TASK TO COMPLETE: Copy out each line containing "RealmQuery" from the entries below.

[Collected data entries]
☆ ☆ ☆

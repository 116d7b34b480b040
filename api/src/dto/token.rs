use serde::Deserialize;
use std::collections::HashMap;

use cts_shared::config::oauth2::ROOT_REALM;

/// Form body of a token request; the grant decides which parameters matter
pub type TokenForm = HashMap<String, String>;

/// `?realm=` query parameter of the token endpoint
#[derive(Debug, Clone, Default, Deserialize)]
pub struct RealmQuery {
    pub realm: Option<String>,
}

impl RealmQuery {
    /// The requested realm, rooted at `/`
    pub fn realm(&self) -> String {
        match self.realm.as_deref().map(str::trim) {
            None | Some("") => ROOT_REALM.to_string(),
            Some(realm) if realm.starts_with('/') => realm.to_string(),
            Some(realm) => format!("/{}", realm),
        }
    }
}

☆ ☆ ☆

COMPLETED EXERCISE:
pub struct RealmQuery {
impl RealmQuery {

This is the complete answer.